> Exercise requirements: Show me each line of the listing below where the word "const" appears.

> Exercise material:
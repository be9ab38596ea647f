//! Platform catalog for Apple SDK targets.
//!
//! One static descriptor table drives every per-platform lookup: archive
//! destination, supported architectures, scheme-name substitution and the
//! library identifier naming the platform's slice inside a bundle. All
//! operations read the same table, so a platform is spelled exactly once.

use crate::bundler::error::ValidationError;
use std::fmt;

/// Placeholder substituted with a platform's display name in scheme names.
pub const SCHEME_PLATFORM_PLACEHOLDER: &str = "{{platform}}";

/// An Apple SDK target a framework slice can be built for.
///
/// Simulator variants cannot be requested directly; they are interleaved by
/// [`expand`] right after their parent platform.
#[derive(Clone, Copy, Debug, Eq, PartialEq, Hash)]
pub enum Platform {
    /// CarPlay devices
    CarPlayOs,
    /// CarPlay simulator
    CarPlayOsSimulator,
    /// iPhone and iPod touch devices
    Ios,
    /// iOS simulator
    IosSimulator,
    /// iPad devices
    IpadOs,
    /// iPadOS simulator
    IpadOsSimulator,
    /// Mac hardware
    MacOs,
    /// iPad apps running on macOS
    MacOsCatalyst,
    /// Apple TV devices
    TvOs,
    /// tvOS simulator
    TvOsSimulator,
    /// Apple Watch devices
    WatchOs,
    /// watchOS simulator
    WatchOsSimulator,
}

/// Catalog row describing one SDK target.
struct Descriptor {
    platform: Platform,
    /// SDK key as spelled in requests and slice identifiers, e.g. "iOSSimulator".
    key: &'static str,
    /// `xcodebuild -destination` selector.
    destination: &'static str,
    /// Architectures baked into the library identifier, in catalog order.
    ///
    /// Rows carrying the single placeholder value "undefined" have no
    /// resolved architecture set; the identifier embeds the placeholder.
    architectures: &'static [&'static str],
    /// Name substituted for the scheme placeholder.
    display_name: &'static str,
    /// Simulator counterpart emitted right after this platform on expansion.
    simulator: Option<Platform>,
}

/// Rows are indexed by enum discriminant; keep both orders in sync.
const CATALOG: &[Descriptor] = &[
    Descriptor {
        platform: Platform::CarPlayOs,
        key: "carPlayOS",
        destination: "generic/platform=carPlayOS",
        architectures: &["undefined"],
        display_name: "carPlayOS",
        simulator: Some(Platform::CarPlayOsSimulator),
    },
    Descriptor {
        platform: Platform::CarPlayOsSimulator,
        key: "carPlayOSSimulator",
        destination: "generic/platform=carPlayOS Simulator",
        architectures: &["undefined"],
        display_name: "carPlayOS",
        simulator: None,
    },
    Descriptor {
        platform: Platform::Ios,
        key: "iOS",
        destination: "generic/platform=iOS",
        architectures: &["arm64", "armv7"],
        display_name: "iOS",
        simulator: Some(Platform::IosSimulator),
    },
    Descriptor {
        platform: Platform::IosSimulator,
        key: "iOSSimulator",
        destination: "generic/platform=iOS Simulator",
        architectures: &["arm64", "i386", "x86_64"],
        display_name: "iOS",
        simulator: None,
    },
    Descriptor {
        platform: Platform::IpadOs,
        key: "iPadOS",
        destination: "generic/platform=iPadOS",
        architectures: &["undefined"],
        display_name: "iPadOS",
        simulator: Some(Platform::IpadOsSimulator),
    },
    Descriptor {
        platform: Platform::IpadOsSimulator,
        key: "iPadOSSimulator",
        destination: "generic/platform=iPadOS Simulator",
        architectures: &["undefined"],
        display_name: "iPadOS",
        simulator: None,
    },
    Descriptor {
        platform: Platform::MacOs,
        key: "macOS",
        destination: "generic/platform=macOS",
        architectures: &["arm64", "x86_64"],
        display_name: "macOS",
        simulator: None,
    },
    Descriptor {
        platform: Platform::MacOsCatalyst,
        key: "macOSCatalyst",
        destination: "generic/platform=macOS,variant=Mac Catalyst",
        architectures: &["undefined"],
        display_name: "Catalyst",
        simulator: None,
    },
    Descriptor {
        platform: Platform::TvOs,
        key: "tvOS",
        destination: "generic/platform=tvOS",
        architectures: &["arm64"],
        display_name: "tvOS",
        simulator: Some(Platform::TvOsSimulator),
    },
    Descriptor {
        platform: Platform::TvOsSimulator,
        key: "tvOSSimulator",
        destination: "generic/platform=tvOS Simulator",
        architectures: &["arm64", "x86_64"],
        display_name: "tvOS",
        simulator: None,
    },
    Descriptor {
        platform: Platform::WatchOs,
        key: "watchOS",
        destination: "generic/platform=watchOS",
        architectures: &["arm64_32", "armv7k"],
        display_name: "watchOS",
        simulator: Some(Platform::WatchOsSimulator),
    },
    Descriptor {
        platform: Platform::WatchOsSimulator,
        key: "watchOSSimulator",
        destination: "generic/platform=watchOS Simulator",
        architectures: &["arm64", "i386", "x86_64"],
        display_name: "watchOS",
        simulator: None,
    },
];

/// Platforms accepted in a request.
const REQUESTABLE: &[Platform] = &[
    Platform::CarPlayOs,
    Platform::Ios,
    Platform::IpadOs,
    Platform::MacOsCatalyst,
    Platform::MacOs,
    Platform::TvOs,
    Platform::WatchOs,
];

impl Platform {
    /// Parses a requested platform name (e.g. "iOS", "watchOS").
    pub fn parse(value: &str) -> std::result::Result<Self, ValidationError> {
        REQUESTABLE
            .iter()
            .copied()
            .find(|platform| platform.key() == value)
            .ok_or_else(|| ValidationError::UnknownPlatform {
                value: value.to_string(),
                expected: REQUESTABLE
                    .iter()
                    .map(|platform| platform.key())
                    .collect::<Vec<_>>()
                    .join(", "),
            })
    }

    fn descriptor(self) -> &'static Descriptor {
        let descriptor = &CATALOG[self as usize];
        debug_assert_eq!(descriptor.platform, self);
        descriptor
    }

    /// Returns the SDK key, e.g. "iOSSimulator".
    pub fn key(self) -> &'static str {
        self.descriptor().key
    }

    /// Returns the `xcodebuild -destination` selector for this platform.
    pub fn destination(self) -> &'static str {
        self.descriptor().destination
    }

    /// Returns the supported architectures, in catalog order.
    pub fn architectures(self) -> &'static [&'static str] {
        self.descriptor().architectures
    }

    /// Returns the simulator counterpart, if the platform family has one.
    pub fn simulator(self) -> Option<Platform> {
        self.descriptor().simulator
    }

    /// Whether this platform is a simulator variant.
    pub fn is_simulator(self) -> bool {
        self.key().ends_with("Simulator")
    }

    /// Returns the identifier naming this platform's slice inside a bundle.
    ///
    /// Built from the lowercased key without its simulator qualifier, the
    /// `_`-joined architecture list, and a trailing "simulator" when the
    /// qualifier was stripped, all joined with hyphens:
    /// `ios-arm64_i386_x86_64-simulator`.
    pub fn library_identifier(self) -> String {
        let descriptor = self.descriptor();
        let base = descriptor
            .key
            .strip_suffix("Simulator")
            .unwrap_or(descriptor.key)
            .to_lowercase();

        let mut components = vec![base, descriptor.architectures.join("_")];
        if self.is_simulator() {
            components.push("simulator".to_string());
        }
        components.join("-")
    }

    /// Returns the platform name as spelled in manifest SupportedPlatform
    /// fields: the lowercased key without a "simulator" suffix.
    pub fn supported_platform(self) -> String {
        let lowered = self.key().to_lowercase();
        lowered
            .strip_suffix("simulator")
            .unwrap_or(&lowered)
            .to_string()
    }

    /// Substitutes the scheme placeholder with this platform's display name.
    ///
    /// Simulator variants substitute their parent's name; macOSCatalyst
    /// substitutes "Catalyst". Schemes without the placeholder pass through
    /// unchanged.
    pub fn scheme_name(self, base_scheme: &str) -> String {
        base_scheme.replace(SCHEME_PLATFORM_PLACEHOLDER, self.descriptor().display_name)
    }
}

impl fmt::Display for Platform {
    fn fmt(&self, f: &mut fmt::Formatter<'_>) -> fmt::Result {
        f.write_str(self.key())
    }
}

/// Expands requested platforms into the processing list.
///
/// Each platform is emitted in request order, immediately followed by its
/// simulator variant when the family defines one. The result is never
/// re-sorted.
pub fn expand(requested: &[Platform]) -> Vec<Platform> {
    let mut expanded = Vec::with_capacity(requested.len() * 2);
    for &platform in requested {
        expanded.push(platform);
        if let Some(simulator) = platform.simulator() {
            expanded.push(simulator);
        }
    }
    expanded
}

> Final answer:
pub const SCHEME_PLATFORM_PLACEHOLDER: &str = "{{platform}}";
const CATALOG: &[Descriptor] = &[
const REQUESTABLE: &[Platform] = &[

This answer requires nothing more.